Vital signs monitoring is of paramount importance in healthcare, serving as a crucial component in disease prevention, diagnosis, and management. Traditional contact-based devices, including electrocardiographs and pulse oximeters, while providing vital data, face limitations in long-term use owing to patient discomfort.

OBJECTIVE

This study aims to propose a non-contact monitoring system utilizing Frequency Modulated Continuous Wave (FMCW) radar for continuous, non-invasive health monitoring. The objective is to overcome the constraints of traditional methods and enhance the feasibility of remote chronic disease management.

METHODS

The proposed system employs the Multiple Signal Classification (MUSIC) algorithm to estimate respiration and heart rates.
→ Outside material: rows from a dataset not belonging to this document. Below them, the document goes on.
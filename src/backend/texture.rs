// Sampled texture: device-local RGBA8 image, its view and a sampler
//
// Pixels go through a staging buffer; the image moves
// UNDEFINED -> TRANSFER_DST -> SHADER_READ_ONLY around the copy.

use anyhow::{Context, Result};
use ash::vk;
use std::sync::Arc;

use super::buffer::Buffer;
use super::command::one_time_submit;
use super::handle::Unique;
use super::image::create_image_view;
use super::{GpuDevice, MemoryUsage};
use crate::assets::TextureData;

const TEXTURE_FORMAT: vk::Format = vk::Format::R8G8B8A8_SRGB;
const MAX_ANISOTROPY: f32 = 16.0;

pub struct Texture<D: GpuDevice> {
    // Field order matters for Drop
    sampler: Unique<D, vk::Sampler>,
    view: Unique<D, vk::ImageView>,
    _image: Unique<D, vk::Image>,
}

impl<D: GpuDevice> Texture<D> {
    pub fn new(device: &Arc<D>, pool: vk::CommandPool, texture: &TextureData) -> Result<Self> {
        let extent = vk::Extent2D {
            width: texture.width,
            height: texture.height,
        };

        let staging = Buffer::new(
            device,
            texture.pixels.len() as vk::DeviceSize,
            vk::BufferUsageFlags::TRANSFER_SRC,
            MemoryUsage::HostCoherent,
        )
        .context("Failed to create texture staging buffer")?;
        staging.write(0, &texture.pixels)?;

        let image_info = vk::ImageCreateInfo::builder()
            .image_type(vk::ImageType::TYPE_2D)
            .extent(vk::Extent3D {
                width: extent.width,
                height: extent.height,
                depth: 1,
            })
            .mip_levels(1)
            .array_layers(1)
            .format(TEXTURE_FORMAT)
            .tiling(vk::ImageTiling::OPTIMAL)
            .initial_layout(vk::ImageLayout::UNDEFINED)
            .usage(vk::ImageUsageFlags::TRANSFER_DST | vk::ImageUsageFlags::SAMPLED)
            .samples(vk::SampleCountFlags::TYPE_1)
            .sharing_mode(vk::SharingMode::EXCLUSIVE);

        let raw = device
            .create_image(&image_info, MemoryUsage::DeviceLocal)
            .context("Failed to create texture image")?;
        let image = Unique::new(device, raw);

        one_time_submit(device, pool, |cmd| {
            transition_layout(
                device.as_ref(),
                cmd,
                raw,
                vk::ImageLayout::UNDEFINED,
                vk::ImageLayout::TRANSFER_DST_OPTIMAL,
            );
            device.cmd_copy_buffer_to_image(cmd, staging.handle(), raw, extent);
            transition_layout(
                device.as_ref(),
                cmd,
                raw,
                vk::ImageLayout::TRANSFER_DST_OPTIMAL,
                vk::ImageLayout::SHADER_READ_ONLY_OPTIMAL,
            );
        })
        .context("Failed to upload texture")?;

        let view = create_image_view(device, raw, TEXTURE_FORMAT, vk::ImageAspectFlags::COLOR)
            .context("Failed to create texture image view")?;

        let sampler = create_sampler(device)?;

        log::info!("Uploaded texture: {}x{}", extent.width, extent.height);

        Ok(Self {
            sampler,
            view,
            _image: image,
        })
    }

    pub fn view(&self) -> vk::ImageView {
        self.view.raw()
    }

    pub fn sampler(&self) -> vk::Sampler {
        self.sampler.raw()
    }

    #[cfg(test)]
    pub fn image(&self) -> vk::Image {
        self._image.raw()
    }
}

fn transition_layout<D: GpuDevice>(
    device: &D,
    cmd: vk::CommandBuffer,
    image: vk::Image,
    old_layout: vk::ImageLayout,
    new_layout: vk::ImageLayout,
) {
    let (src_access, dst_access, src_stage, dst_stage) = match new_layout {
        vk::ImageLayout::TRANSFER_DST_OPTIMAL => (
            vk::AccessFlags::empty(),
            vk::AccessFlags::TRANSFER_WRITE,
            vk::PipelineStageFlags::TOP_OF_PIPE,
            vk::PipelineStageFlags::TRANSFER,
        ),
        _ => (
            vk::AccessFlags::TRANSFER_WRITE,
            vk::AccessFlags::SHADER_READ,
            vk::PipelineStageFlags::TRANSFER,
            vk::PipelineStageFlags::FRAGMENT_SHADER,
        ),
    };

    let barrier = vk::ImageMemoryBarrier::builder()
        .src_access_mask(src_access)
        .dst_access_mask(dst_access)
        .old_layout(old_layout)
        .new_layout(new_layout)
        .src_queue_family_index(vk::QUEUE_FAMILY_IGNORED)
        .dst_queue_family_index(vk::QUEUE_FAMILY_IGNORED)
        .image(image)
        .subresource_range(vk::ImageSubresourceRange {
            aspect_mask: vk::ImageAspectFlags::COLOR,
            base_mip_level: 0,
            level_count: 1,
            base_array_layer: 0,
            layer_count: 1,
        });

    device.cmd_image_barrier(cmd, src_stage, dst_stage, &barrier);
}

fn create_sampler<D: GpuDevice>(device: &Arc<D>) -> Result<Unique<D, vk::Sampler>> {
    let anisotropy = MAX_ANISOTROPY.min(device.limits().max_sampler_anisotropy);

    let sampler_info = vk::SamplerCreateInfo::builder()
        .mag_filter(vk::Filter::LINEAR)
        .min_filter(vk::Filter::LINEAR)
        .address_mode_u(vk::SamplerAddressMode::REPEAT)
        .address_mode_v(vk::SamplerAddressMode::REPEAT)
        .address_mode_w(vk::SamplerAddressMode::REPEAT)
        .anisotropy_enable(true)
        .max_anisotropy(anisotropy)
        .border_color(vk::BorderColor::INT_OPAQUE_BLACK)
        .unnormalized_coordinates(false)
        .compare_enable(false)
        .compare_op(vk::CompareOp::ALWAYS)
        .mipmap_mode(vk::SamplerMipmapMode::LINEAR)
        .mip_lod_bias(0.0)
        .min_lod(0.0)
        .max_lod(0.0);

    let sampler = device
        .create_sampler(&sampler_info)
        .context("Failed to create texture sampler")?;

    Ok(Unique::new(device, sampler))
}
// Unique ownership of device objects
//
// One wrapper for every API handle type. A `Unique` is either `Uninit`
// (nothing to destroy) or `Live` (handle plus the device that made it).
// Holding `Arc<D>` keeps the device alive until its last object is gone.

use ash::vk;
use std::sync::Arc;

use super::GpuDevice;

/// A handle type that a device knows how to destroy.
pub trait DeviceObject<D: GpuDevice + ?Sized>: Copy + vk::Handle {
    fn destroy(self, device: &D);
}

macro_rules! device_objects {
    ($($handle:ty => $destroy:ident),* $(,)?) => {
        $(
            impl<D: GpuDevice + ?Sized> DeviceObject<D> for $handle {
                fn destroy(self, device: &D) {
                    device.$destroy(self);
                }
            }
        )*
    };
}

device_objects! {
    vk::SwapchainKHR => destroy_swapchain,
    vk::Buffer => destroy_buffer,
    vk::Image => destroy_image,
    vk::ImageView => destroy_image_view,
    vk::RenderPass => destroy_render_pass,
    vk::Framebuffer => destroy_framebuffer,
    vk::ShaderModule => destroy_shader_module,
    vk::DescriptorSetLayout => destroy_descriptor_set_layout,
    vk::PipelineLayout => destroy_pipeline_layout,
    vk::Pipeline => destroy_pipeline,
    vk::DescriptorPool => destroy_descriptor_pool,
    vk::Sampler => destroy_sampler,
    vk::Semaphore => destroy_semaphore,
    vk::CommandPool => destroy_command_pool,
}

enum State<D: GpuDevice, H> {
    Uninit,
    Live { device: Arc<D>, handle: H },
}

pub struct Unique<D: GpuDevice, H: DeviceObject<D>> {
    state: State<D, H>,
}

impl<D: GpuDevice, H: DeviceObject<D>> Unique<D, H> {
    pub fn new(device: &Arc<D>, handle: H) -> Self {
        Self {
            state: State::Live {
                device: Arc::clone(device),
                handle,
            },
        }
    }

    /// The raw handle, or the null handle while uninitialized.
    pub fn raw(&self) -> H {
        match &self.state {
            State::Live { handle, .. } => *handle,
            State::Uninit => H::from_raw(0),
        }
    }

    pub fn device(&self) -> Option<&Arc<D>> {
        match &self.state {
            State::Live { device, .. } => Some(device),
            State::Uninit => None,
        }
    }

    #[cfg(test)]
    pub fn is_live(&self) -> bool {
        matches!(self.state, State::Live { .. })
    }

    /// Move ownership out, leaving `self` uninitialized.
    pub fn take(&mut self) -> Self {
        std::mem::take(self)
    }
}

impl<D: GpuDevice, H: DeviceObject<D>> Default for Unique<D, H> {
    fn default() -> Self {
        Self {
            state: State::Uninit,
        }
    }
}

impl<D: GpuDevice, H: DeviceObject<D>> Drop for Unique<D, H> {
    fn drop(&mut self) {
        if let State::Live { device, handle } = &self.state {
            handle.destroy(device);
        }
    }
}

impl<D: GpuDevice, H: DeviceObject<D> + std::fmt::Debug> std::fmt::Debug for Unique<D, H> {
    fn fmt(&self, f: &mut std::fmt::Formatter<'_>) -> std::fmt::Result {
        match &self.state {
            State::Live { handle, .. } => f.debug_tuple("Live").field(handle).finish(),
            State::Uninit => f.write_str("Uninit"),
        }
    }
}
To tackle challenges such as noise interference and signal overlap, an enhanced root-MUSIC algorithm is introduced. This algorithm transforms the single-channel model into a multi-channel one and optimizes signal estimation through semi-definite programming (SDP) and the Alternating Direction Method of Multipliers (ADMM). Simulations and real-world experiments were conducted to validate the system's effectiveness.

RESULTS

The validation process demonstrated the system's efficacy, revealing that the multi-channel model significantly reduces theoretical error bounds. In experimental trials, the method achieved a respiration rate Root Mean Squared Error (RMSE) of 0.0131 Hz and a heart rate RMSE of 0.0394 Hz, with corresponding accuracies of 96.05% and 90%. Bland-Altman analysis further corroborated strong concordance with contact-based devices.